• DESCRIPTION OF THE TASK:
When you find the line with "use credibil_exchange::http::HttpAgent;" among the records below, reproduce it and each line after it exactly, ending with the line with "dotenv::dotenv().ok();".

════════

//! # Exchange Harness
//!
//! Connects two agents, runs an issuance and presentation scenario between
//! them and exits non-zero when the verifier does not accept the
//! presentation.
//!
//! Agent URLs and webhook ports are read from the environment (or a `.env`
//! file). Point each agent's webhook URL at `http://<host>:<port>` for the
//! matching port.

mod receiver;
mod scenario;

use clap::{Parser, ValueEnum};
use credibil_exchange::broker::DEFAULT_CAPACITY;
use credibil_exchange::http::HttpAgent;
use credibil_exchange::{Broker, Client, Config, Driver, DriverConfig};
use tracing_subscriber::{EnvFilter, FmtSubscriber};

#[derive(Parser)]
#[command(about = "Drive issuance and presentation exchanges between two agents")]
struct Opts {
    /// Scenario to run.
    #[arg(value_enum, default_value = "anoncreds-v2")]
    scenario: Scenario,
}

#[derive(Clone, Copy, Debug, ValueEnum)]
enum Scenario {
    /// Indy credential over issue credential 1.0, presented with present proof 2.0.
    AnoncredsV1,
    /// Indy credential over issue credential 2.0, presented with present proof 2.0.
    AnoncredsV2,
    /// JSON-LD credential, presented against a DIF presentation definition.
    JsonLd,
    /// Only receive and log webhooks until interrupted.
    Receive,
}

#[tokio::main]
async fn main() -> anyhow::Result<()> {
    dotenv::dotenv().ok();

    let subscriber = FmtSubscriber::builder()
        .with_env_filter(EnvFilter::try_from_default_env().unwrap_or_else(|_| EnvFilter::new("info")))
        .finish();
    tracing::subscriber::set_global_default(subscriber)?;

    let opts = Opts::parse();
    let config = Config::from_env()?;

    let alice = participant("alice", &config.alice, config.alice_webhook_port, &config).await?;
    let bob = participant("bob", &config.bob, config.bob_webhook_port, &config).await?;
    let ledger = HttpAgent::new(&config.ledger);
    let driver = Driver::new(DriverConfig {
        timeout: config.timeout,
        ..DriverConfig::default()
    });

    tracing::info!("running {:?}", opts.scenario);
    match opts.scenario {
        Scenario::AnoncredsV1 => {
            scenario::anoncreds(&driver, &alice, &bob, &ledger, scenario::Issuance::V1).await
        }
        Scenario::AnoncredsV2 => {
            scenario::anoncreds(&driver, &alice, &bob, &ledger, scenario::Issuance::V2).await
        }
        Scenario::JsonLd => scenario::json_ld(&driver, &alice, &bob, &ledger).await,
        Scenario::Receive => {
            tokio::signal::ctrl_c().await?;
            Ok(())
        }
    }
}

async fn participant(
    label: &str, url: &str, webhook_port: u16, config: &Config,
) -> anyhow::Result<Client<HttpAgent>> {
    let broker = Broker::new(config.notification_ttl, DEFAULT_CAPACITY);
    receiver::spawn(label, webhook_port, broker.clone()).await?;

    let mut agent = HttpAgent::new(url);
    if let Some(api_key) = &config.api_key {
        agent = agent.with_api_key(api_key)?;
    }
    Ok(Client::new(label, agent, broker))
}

════════

• SOLUTION TO THE EXERCISE:
use credibil_exchange::http::HttpAgent;
use credibil_exchange::{Broker, Client, Config, Driver, DriverConfig};
use tracing_subscriber::{EnvFilter, FmtSubscriber};

#[derive(Parser)]
#[command(about = "Drive issuance and presentation exchanges between two agents")]
struct Opts {
    /// Scenario to run.
    #[arg(value_enum, default_value = "anoncreds-v2")]
    scenario: Scenario,
}

#[derive(Clone, Copy, Debug, ValueEnum)]
enum Scenario {
    /// Indy credential over issue credential 1.0, presented with present proof 2.0.
    AnoncredsV1,
    /// Indy credential over issue credential 2.0, presented with present proof 2.0.
    AnoncredsV2,
    /// JSON-LD credential, presented against a DIF presentation definition.
    JsonLd,
    /// Only receive and log webhooks until interrupted.
    Receive,
}

#[tokio::main]
async fn main() -> anyhow::Result<()> {
    dotenv::dotenv().ok();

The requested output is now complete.